▸ Task brief
Only lines containing "HarvestContext" are wanted from the data below. Copy those lines.

Start of Block

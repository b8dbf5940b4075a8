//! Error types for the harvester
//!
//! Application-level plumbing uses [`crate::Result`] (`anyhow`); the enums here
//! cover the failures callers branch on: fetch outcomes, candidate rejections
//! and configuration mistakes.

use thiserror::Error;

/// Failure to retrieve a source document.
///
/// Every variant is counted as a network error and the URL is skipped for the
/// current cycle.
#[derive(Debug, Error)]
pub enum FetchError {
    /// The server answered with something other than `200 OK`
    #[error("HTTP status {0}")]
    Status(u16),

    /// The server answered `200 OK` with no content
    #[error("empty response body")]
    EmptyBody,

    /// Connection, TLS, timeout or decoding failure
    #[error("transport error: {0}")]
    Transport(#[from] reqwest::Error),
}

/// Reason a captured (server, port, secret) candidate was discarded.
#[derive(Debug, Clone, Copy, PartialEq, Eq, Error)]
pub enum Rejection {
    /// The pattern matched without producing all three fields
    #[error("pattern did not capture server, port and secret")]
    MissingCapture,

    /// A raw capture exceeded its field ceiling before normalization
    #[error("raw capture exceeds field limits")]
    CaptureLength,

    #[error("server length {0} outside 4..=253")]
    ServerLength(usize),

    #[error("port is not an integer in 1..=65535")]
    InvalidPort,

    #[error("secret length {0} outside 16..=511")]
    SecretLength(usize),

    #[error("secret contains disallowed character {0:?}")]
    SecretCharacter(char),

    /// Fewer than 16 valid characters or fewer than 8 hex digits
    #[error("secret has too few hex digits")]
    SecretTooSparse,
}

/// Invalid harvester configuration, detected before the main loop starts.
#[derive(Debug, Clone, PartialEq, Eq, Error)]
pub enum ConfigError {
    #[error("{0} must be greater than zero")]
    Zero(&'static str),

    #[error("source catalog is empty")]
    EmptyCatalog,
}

End of Block
Start of Block

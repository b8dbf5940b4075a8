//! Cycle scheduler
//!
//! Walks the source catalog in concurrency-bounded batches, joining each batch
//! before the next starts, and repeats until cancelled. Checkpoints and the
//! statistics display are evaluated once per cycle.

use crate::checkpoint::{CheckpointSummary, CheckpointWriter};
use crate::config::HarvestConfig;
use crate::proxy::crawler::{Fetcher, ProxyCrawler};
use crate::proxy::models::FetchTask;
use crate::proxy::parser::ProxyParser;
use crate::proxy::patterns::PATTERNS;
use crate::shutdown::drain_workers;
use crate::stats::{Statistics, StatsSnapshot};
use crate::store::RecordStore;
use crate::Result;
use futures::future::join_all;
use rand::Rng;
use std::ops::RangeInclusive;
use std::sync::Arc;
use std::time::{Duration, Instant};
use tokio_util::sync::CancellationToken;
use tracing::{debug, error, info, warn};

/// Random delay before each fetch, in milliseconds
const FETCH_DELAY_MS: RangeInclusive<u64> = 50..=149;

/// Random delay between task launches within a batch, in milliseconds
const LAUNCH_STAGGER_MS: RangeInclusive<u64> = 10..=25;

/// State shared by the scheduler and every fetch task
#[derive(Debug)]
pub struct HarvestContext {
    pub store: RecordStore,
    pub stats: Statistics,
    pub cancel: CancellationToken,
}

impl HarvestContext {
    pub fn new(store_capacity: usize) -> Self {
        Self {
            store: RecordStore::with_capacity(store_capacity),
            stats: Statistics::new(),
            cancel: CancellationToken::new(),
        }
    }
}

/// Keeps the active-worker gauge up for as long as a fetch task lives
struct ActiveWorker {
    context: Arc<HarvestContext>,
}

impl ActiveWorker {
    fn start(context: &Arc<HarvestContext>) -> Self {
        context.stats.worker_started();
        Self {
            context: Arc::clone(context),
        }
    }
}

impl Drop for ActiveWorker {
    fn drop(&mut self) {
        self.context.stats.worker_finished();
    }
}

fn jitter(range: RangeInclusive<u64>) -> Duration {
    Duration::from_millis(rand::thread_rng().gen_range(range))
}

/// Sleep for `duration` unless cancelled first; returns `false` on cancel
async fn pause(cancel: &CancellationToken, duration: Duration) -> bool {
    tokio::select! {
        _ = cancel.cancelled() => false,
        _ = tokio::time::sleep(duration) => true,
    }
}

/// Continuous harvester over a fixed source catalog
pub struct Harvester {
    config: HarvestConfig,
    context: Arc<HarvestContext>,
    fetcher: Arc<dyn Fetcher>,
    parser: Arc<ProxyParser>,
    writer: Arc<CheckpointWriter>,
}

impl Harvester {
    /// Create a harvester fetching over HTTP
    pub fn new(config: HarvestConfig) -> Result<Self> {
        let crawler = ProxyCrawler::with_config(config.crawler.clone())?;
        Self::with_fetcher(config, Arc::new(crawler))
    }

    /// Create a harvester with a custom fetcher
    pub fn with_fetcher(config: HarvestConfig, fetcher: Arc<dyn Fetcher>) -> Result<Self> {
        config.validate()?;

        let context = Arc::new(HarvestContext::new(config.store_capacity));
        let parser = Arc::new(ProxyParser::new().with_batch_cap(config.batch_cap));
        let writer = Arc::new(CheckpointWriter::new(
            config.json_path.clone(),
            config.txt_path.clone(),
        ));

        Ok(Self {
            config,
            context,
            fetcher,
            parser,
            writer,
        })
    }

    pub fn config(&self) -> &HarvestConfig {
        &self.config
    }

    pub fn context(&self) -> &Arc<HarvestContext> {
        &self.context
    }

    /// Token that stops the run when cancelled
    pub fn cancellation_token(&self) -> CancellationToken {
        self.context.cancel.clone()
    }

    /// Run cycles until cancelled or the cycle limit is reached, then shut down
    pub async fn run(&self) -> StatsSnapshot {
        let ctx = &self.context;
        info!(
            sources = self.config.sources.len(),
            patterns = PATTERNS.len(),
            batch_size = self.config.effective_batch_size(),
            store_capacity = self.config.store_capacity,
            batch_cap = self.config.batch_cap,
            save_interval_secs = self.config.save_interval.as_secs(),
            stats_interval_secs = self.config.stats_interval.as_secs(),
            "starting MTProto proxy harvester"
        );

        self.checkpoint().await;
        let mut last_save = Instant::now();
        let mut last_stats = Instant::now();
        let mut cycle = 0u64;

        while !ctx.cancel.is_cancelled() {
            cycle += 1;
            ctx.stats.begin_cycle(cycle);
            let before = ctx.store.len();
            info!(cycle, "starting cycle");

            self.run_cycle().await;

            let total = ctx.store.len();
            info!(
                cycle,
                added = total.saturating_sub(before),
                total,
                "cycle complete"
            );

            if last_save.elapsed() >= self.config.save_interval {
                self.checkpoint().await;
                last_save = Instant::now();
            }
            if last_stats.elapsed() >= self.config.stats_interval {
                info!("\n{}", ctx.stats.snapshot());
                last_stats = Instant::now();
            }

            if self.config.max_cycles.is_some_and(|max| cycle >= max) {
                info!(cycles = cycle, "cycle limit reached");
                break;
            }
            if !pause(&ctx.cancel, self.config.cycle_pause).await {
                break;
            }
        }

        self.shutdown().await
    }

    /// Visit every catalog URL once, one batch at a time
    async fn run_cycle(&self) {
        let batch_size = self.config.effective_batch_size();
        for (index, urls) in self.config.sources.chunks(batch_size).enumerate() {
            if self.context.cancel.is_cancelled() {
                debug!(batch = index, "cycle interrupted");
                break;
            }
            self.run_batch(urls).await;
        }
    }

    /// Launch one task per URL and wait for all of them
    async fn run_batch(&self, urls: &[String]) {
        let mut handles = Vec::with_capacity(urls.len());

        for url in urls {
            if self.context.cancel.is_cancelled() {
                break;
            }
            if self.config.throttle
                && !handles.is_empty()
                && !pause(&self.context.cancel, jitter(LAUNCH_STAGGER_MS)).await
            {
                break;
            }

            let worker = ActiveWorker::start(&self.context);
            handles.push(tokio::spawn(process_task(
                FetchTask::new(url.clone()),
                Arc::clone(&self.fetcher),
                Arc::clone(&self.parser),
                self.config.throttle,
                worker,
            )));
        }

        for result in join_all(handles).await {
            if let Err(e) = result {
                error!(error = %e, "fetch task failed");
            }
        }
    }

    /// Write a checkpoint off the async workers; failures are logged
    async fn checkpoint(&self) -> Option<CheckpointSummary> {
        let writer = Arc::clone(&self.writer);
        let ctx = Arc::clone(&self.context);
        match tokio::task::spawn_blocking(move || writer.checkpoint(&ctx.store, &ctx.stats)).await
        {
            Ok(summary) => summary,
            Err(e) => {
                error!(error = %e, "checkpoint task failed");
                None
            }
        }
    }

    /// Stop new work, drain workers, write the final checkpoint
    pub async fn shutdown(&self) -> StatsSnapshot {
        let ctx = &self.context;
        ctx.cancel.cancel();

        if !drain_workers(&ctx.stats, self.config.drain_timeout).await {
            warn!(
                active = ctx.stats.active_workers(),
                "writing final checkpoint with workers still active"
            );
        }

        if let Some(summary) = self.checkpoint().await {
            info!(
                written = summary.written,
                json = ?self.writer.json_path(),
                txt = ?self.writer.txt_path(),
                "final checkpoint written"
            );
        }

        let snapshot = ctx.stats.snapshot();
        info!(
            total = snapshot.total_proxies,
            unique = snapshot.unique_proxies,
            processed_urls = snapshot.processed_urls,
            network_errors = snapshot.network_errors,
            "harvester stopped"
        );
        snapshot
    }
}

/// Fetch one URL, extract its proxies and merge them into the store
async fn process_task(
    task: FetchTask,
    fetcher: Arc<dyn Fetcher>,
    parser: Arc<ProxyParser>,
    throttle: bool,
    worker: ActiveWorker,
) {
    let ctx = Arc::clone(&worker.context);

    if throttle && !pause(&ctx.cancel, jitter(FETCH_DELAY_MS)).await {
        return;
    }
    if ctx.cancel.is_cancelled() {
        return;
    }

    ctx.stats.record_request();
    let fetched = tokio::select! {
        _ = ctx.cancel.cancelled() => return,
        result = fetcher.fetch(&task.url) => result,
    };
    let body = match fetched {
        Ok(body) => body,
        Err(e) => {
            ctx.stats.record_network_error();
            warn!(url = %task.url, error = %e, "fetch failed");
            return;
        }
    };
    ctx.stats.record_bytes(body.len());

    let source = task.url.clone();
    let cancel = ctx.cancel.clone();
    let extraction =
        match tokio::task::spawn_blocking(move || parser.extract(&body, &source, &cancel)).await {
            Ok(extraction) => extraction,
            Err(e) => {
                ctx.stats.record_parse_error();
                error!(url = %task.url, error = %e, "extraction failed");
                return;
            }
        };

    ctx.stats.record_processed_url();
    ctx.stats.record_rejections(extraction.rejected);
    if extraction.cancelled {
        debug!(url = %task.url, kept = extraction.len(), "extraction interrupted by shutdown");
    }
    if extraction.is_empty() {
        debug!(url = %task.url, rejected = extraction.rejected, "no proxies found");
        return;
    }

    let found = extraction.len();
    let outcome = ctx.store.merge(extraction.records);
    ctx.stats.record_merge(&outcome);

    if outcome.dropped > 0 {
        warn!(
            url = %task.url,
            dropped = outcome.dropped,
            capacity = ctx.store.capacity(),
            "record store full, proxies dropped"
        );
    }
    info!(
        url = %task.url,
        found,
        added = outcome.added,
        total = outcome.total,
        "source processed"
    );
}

End of Block
Start of Block

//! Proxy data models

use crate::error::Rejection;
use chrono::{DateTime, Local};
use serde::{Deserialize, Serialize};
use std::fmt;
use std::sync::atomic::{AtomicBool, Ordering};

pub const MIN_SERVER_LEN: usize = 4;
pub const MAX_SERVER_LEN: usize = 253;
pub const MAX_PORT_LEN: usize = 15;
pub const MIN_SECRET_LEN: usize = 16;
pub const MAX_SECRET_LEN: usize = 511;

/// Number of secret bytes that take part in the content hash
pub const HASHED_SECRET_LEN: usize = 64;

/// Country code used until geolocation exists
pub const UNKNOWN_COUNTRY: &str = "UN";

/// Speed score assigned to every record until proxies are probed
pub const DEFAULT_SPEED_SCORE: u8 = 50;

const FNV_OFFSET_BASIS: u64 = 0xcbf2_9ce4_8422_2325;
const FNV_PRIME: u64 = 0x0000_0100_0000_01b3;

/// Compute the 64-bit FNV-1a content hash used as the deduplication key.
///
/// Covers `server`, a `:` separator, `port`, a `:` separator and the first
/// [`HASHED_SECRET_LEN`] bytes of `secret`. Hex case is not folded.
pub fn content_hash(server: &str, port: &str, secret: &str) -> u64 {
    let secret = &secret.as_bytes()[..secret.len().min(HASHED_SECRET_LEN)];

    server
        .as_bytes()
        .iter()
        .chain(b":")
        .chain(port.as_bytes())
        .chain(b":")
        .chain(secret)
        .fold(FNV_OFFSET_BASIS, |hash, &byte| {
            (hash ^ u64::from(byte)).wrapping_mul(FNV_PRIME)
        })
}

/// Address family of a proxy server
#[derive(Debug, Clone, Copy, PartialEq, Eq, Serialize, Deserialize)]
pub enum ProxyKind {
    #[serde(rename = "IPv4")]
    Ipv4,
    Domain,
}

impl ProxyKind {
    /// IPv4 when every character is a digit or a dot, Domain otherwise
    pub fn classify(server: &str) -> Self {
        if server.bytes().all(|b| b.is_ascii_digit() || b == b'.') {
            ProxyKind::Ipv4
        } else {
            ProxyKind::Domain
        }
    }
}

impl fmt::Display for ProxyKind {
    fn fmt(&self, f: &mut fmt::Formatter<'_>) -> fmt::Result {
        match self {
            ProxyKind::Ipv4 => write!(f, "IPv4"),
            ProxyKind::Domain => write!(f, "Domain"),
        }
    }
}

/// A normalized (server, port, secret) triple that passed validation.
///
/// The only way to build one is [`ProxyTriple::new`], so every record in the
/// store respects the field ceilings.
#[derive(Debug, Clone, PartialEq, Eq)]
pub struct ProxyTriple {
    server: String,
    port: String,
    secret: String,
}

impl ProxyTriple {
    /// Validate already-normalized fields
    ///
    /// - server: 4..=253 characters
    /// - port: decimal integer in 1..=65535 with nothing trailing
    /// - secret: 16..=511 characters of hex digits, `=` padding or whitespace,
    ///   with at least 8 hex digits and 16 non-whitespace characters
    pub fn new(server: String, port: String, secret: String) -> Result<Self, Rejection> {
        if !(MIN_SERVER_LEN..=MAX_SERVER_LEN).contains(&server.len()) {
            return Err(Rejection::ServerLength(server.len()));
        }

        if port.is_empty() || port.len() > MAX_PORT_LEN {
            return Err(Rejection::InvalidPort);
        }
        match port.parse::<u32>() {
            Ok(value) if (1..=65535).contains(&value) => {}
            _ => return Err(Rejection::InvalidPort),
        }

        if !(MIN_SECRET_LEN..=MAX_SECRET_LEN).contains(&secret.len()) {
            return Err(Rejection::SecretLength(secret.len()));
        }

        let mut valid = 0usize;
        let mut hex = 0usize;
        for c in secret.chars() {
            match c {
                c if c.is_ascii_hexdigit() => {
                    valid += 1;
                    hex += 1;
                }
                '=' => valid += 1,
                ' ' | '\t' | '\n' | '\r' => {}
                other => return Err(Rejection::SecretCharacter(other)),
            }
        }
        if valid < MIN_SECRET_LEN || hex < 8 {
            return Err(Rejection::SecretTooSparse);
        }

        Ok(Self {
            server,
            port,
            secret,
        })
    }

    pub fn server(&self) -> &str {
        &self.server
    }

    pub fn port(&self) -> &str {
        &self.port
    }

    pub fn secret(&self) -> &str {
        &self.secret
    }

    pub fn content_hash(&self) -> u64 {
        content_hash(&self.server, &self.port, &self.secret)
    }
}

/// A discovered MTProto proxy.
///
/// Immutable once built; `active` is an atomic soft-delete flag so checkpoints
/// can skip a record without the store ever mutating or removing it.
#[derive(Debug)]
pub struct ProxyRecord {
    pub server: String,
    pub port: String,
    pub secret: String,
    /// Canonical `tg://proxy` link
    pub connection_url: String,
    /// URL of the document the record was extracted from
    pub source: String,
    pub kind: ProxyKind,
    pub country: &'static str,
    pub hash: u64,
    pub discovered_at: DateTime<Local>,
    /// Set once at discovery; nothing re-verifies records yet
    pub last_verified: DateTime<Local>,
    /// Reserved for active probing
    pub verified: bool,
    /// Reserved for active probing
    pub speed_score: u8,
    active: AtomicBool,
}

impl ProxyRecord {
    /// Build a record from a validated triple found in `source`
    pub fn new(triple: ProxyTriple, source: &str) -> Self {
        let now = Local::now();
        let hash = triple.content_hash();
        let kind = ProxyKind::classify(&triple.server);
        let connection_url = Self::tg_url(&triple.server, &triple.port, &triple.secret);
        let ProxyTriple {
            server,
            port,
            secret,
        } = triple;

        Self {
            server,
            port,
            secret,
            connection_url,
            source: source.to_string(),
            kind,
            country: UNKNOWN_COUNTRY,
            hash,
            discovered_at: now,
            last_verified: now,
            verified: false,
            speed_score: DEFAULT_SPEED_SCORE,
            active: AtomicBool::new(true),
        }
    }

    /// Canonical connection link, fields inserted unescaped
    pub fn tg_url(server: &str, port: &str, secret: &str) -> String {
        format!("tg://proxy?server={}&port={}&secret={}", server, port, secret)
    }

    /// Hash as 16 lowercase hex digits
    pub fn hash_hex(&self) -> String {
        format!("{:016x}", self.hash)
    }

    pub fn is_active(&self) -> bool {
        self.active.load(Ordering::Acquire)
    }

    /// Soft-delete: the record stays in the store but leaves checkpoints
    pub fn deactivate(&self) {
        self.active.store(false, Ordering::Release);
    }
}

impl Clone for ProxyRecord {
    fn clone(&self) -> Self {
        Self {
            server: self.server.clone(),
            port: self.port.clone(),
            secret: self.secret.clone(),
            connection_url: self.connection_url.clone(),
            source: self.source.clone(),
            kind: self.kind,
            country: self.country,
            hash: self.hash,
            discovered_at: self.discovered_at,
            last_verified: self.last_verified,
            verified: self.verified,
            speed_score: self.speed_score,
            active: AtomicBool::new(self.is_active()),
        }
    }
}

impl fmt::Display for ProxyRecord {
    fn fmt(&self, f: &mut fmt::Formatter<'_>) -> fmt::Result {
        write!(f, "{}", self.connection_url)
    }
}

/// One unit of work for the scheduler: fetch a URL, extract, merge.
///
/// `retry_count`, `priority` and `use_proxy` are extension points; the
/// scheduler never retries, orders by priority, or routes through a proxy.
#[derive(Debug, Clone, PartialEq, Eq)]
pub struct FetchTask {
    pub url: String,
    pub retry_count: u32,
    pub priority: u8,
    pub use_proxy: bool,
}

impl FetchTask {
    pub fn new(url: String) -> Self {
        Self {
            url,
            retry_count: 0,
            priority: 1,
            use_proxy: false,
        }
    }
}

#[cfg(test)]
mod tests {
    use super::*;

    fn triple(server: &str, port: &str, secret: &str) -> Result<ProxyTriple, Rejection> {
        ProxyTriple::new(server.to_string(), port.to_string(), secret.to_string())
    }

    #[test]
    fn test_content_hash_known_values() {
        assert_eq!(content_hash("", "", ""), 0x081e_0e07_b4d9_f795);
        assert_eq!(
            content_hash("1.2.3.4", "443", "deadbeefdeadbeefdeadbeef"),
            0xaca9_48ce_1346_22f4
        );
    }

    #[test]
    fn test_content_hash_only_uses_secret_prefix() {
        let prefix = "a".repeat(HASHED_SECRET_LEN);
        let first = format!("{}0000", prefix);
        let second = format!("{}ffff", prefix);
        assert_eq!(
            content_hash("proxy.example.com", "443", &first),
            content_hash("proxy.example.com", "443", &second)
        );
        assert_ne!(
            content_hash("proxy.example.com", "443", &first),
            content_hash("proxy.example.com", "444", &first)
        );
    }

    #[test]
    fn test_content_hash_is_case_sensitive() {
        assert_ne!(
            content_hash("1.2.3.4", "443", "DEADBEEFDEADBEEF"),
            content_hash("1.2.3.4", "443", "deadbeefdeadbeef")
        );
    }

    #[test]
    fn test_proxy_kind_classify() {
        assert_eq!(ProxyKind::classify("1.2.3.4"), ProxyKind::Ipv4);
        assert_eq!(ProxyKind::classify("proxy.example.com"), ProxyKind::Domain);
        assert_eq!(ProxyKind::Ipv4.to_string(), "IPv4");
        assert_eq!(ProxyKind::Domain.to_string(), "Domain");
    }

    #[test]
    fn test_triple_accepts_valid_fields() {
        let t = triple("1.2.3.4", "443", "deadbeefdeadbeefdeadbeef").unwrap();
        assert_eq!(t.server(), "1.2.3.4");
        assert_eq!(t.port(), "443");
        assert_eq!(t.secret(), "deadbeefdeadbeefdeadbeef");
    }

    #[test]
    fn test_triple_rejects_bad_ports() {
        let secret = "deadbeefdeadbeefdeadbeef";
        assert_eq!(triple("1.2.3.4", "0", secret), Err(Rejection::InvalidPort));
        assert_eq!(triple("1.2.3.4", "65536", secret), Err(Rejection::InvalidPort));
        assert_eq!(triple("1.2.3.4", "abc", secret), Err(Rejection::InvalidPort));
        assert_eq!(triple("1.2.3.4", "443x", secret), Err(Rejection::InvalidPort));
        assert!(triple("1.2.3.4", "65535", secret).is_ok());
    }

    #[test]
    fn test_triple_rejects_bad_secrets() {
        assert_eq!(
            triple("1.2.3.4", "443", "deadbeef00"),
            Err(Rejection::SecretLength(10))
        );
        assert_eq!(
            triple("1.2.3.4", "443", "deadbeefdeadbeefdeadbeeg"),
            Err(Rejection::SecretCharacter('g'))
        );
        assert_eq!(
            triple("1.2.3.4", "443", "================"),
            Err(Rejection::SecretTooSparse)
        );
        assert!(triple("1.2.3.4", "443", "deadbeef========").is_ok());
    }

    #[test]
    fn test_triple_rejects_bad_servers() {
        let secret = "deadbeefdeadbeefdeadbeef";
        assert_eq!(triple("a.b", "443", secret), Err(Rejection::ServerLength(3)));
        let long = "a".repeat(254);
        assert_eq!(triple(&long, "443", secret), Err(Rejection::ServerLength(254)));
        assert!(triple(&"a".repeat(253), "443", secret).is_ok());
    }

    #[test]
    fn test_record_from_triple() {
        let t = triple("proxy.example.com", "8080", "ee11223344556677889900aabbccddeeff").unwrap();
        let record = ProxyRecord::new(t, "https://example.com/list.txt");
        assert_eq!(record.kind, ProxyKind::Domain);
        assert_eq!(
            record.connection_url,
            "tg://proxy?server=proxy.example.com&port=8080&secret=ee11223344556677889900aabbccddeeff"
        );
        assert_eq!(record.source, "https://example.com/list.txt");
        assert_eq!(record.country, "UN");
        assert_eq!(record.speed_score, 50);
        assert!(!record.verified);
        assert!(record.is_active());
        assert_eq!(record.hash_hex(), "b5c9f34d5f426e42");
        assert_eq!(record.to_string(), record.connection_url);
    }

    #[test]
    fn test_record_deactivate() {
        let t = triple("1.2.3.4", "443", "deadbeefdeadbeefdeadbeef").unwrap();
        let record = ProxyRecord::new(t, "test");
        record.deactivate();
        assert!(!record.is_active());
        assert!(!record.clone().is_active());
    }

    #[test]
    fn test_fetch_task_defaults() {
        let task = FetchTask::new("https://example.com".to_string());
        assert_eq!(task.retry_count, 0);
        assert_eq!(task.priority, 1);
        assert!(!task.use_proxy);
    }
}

End of Block

▸ Task solution
pub struct HarvestContext {
impl HarvestContext {
    context: Arc<HarvestContext>,
    fn start(context: &Arc<HarvestContext>) -> Self {
    context: Arc<HarvestContext>,
        let context = Arc::new(HarvestContext::new(config.store_capacity));
    pub fn context(&self) -> &Arc<HarvestContext> {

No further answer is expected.